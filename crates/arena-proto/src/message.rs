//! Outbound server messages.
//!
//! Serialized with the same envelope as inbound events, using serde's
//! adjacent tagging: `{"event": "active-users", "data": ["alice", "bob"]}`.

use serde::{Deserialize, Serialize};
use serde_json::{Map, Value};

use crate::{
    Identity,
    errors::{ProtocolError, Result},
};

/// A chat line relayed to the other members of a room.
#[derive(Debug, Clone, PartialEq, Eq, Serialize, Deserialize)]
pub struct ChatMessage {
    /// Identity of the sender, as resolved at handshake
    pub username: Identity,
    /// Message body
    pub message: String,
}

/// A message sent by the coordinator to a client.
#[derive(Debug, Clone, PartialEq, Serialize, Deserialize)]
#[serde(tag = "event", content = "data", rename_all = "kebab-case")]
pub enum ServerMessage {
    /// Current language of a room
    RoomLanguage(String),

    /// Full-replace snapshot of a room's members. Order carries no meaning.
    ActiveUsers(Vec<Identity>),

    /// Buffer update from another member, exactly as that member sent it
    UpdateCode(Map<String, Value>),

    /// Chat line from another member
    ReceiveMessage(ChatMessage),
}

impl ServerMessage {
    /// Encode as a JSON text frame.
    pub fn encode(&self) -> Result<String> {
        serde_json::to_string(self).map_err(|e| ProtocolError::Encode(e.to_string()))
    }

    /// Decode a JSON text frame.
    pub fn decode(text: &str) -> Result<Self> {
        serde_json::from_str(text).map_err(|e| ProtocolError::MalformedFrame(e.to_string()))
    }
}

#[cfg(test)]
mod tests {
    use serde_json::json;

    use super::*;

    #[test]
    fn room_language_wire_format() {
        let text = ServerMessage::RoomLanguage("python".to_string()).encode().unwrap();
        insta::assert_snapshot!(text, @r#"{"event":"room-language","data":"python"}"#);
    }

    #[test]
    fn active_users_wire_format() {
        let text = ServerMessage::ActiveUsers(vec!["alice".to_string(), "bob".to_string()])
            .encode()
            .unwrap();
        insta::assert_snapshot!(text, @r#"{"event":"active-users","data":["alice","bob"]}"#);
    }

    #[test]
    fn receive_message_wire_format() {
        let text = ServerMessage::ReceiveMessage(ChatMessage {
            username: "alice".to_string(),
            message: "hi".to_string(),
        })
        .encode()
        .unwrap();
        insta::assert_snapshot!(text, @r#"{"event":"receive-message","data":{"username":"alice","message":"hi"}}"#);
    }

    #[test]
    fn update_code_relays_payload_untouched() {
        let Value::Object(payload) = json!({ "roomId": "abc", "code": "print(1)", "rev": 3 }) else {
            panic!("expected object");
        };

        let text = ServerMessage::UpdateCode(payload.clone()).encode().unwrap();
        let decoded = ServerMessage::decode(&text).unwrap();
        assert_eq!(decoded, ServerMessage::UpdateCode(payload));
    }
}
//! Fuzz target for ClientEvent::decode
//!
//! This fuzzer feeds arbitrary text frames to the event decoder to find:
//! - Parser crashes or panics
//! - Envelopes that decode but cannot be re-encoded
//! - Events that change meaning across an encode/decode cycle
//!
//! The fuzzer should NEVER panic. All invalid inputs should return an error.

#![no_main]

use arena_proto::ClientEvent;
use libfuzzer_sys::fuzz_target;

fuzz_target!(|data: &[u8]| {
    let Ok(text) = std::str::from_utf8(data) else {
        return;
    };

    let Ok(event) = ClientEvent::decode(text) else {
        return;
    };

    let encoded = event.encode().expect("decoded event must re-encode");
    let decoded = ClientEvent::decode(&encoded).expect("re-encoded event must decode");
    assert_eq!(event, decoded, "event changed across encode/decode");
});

* * *

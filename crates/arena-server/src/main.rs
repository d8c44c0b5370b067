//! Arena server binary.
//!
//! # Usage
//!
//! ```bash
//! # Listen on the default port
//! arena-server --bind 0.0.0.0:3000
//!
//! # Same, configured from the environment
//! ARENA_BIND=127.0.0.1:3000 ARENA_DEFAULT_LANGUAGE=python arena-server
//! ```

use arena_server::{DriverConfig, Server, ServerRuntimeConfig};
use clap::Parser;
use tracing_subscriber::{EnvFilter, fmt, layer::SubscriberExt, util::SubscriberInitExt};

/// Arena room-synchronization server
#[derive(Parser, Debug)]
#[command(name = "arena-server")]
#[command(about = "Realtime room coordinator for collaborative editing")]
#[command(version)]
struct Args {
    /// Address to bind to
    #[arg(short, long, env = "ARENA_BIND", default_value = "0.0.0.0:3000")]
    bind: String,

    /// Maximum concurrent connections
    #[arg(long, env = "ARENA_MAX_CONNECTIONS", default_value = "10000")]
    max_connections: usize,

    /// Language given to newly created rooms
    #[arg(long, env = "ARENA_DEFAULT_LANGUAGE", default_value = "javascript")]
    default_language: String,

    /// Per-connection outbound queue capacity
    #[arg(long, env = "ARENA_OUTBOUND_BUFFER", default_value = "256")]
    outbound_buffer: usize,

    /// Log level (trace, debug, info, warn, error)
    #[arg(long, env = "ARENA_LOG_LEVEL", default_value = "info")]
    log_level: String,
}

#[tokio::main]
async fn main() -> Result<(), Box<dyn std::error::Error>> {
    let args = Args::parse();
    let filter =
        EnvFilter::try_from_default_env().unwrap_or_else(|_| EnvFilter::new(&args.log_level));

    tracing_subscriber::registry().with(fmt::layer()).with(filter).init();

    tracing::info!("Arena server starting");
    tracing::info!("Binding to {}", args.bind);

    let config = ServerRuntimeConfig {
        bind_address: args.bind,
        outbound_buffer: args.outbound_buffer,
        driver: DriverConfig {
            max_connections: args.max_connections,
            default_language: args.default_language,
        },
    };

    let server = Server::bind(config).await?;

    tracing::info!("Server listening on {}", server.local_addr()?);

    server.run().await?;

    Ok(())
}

◆ TASK:
All lines of the records above that contain the word "DriverConfig" are to be copied out.

◆ WRITTEN ANSWER:
use arena_server::{DriverConfig, Server, ServerRuntimeConfig};
        driver: DriverConfig {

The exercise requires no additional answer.